Saved data entries
########

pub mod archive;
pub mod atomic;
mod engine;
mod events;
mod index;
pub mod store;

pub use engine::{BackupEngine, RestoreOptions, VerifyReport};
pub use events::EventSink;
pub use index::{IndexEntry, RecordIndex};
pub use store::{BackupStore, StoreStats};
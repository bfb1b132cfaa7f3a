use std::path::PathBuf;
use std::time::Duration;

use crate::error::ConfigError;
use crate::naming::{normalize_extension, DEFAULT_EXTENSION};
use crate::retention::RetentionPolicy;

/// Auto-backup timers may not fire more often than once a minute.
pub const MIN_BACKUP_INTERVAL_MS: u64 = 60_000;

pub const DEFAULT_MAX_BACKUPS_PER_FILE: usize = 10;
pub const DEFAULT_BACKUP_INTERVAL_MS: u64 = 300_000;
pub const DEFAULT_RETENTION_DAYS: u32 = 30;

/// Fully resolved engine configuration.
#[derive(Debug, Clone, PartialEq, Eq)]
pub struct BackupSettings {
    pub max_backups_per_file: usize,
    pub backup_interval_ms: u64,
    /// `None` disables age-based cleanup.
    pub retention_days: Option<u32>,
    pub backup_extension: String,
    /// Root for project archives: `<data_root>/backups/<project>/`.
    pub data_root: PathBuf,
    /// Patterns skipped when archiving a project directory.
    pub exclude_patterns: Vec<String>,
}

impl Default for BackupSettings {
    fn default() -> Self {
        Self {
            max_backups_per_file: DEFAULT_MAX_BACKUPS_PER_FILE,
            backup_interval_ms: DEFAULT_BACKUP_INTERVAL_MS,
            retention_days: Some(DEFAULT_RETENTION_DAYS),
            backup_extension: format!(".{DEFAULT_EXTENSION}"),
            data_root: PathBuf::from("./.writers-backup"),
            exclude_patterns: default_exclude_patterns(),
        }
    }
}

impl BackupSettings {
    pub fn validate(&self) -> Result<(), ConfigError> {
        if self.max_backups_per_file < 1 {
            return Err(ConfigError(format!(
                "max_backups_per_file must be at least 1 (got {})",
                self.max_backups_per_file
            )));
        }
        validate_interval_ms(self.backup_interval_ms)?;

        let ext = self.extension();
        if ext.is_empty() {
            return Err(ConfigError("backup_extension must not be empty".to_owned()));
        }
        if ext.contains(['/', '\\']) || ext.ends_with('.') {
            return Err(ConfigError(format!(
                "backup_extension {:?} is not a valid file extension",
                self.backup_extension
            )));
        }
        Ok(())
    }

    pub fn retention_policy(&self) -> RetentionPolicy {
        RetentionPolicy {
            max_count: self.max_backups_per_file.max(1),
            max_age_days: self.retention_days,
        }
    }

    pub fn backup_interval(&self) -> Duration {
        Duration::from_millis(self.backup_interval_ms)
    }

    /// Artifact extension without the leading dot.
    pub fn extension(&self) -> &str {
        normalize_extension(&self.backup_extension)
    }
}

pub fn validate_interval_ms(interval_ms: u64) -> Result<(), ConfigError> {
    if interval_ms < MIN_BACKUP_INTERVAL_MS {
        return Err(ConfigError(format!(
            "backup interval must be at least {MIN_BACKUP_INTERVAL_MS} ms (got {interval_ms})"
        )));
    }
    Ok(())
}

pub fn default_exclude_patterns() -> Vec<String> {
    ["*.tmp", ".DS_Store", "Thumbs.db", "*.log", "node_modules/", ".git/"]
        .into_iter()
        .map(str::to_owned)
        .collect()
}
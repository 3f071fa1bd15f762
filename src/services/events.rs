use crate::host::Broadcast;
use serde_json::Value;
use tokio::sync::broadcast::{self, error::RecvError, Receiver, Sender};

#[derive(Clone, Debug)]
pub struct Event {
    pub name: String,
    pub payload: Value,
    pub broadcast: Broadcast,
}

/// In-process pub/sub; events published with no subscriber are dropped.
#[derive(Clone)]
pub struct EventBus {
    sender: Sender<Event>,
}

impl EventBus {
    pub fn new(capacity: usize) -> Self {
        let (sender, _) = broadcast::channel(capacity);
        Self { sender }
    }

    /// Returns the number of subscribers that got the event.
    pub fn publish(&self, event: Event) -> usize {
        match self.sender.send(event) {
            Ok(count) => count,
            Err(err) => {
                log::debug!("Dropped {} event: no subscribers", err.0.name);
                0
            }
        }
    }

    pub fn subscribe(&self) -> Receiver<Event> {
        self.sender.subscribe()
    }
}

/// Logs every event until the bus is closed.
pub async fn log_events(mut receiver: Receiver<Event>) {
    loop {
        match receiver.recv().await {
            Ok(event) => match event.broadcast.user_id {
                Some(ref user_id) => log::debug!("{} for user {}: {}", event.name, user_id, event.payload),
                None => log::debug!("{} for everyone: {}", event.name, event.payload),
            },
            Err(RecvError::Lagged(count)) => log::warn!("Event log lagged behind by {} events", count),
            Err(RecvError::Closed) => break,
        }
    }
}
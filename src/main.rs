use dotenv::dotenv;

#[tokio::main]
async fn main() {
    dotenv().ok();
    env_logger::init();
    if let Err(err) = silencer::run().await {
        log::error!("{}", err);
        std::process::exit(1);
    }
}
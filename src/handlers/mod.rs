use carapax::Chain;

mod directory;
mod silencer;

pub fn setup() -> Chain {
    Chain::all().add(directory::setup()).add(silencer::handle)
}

########

ACTIVITY.
Count every line above that holds the string "None" and give the total, nothing more.

OUTPUT.
2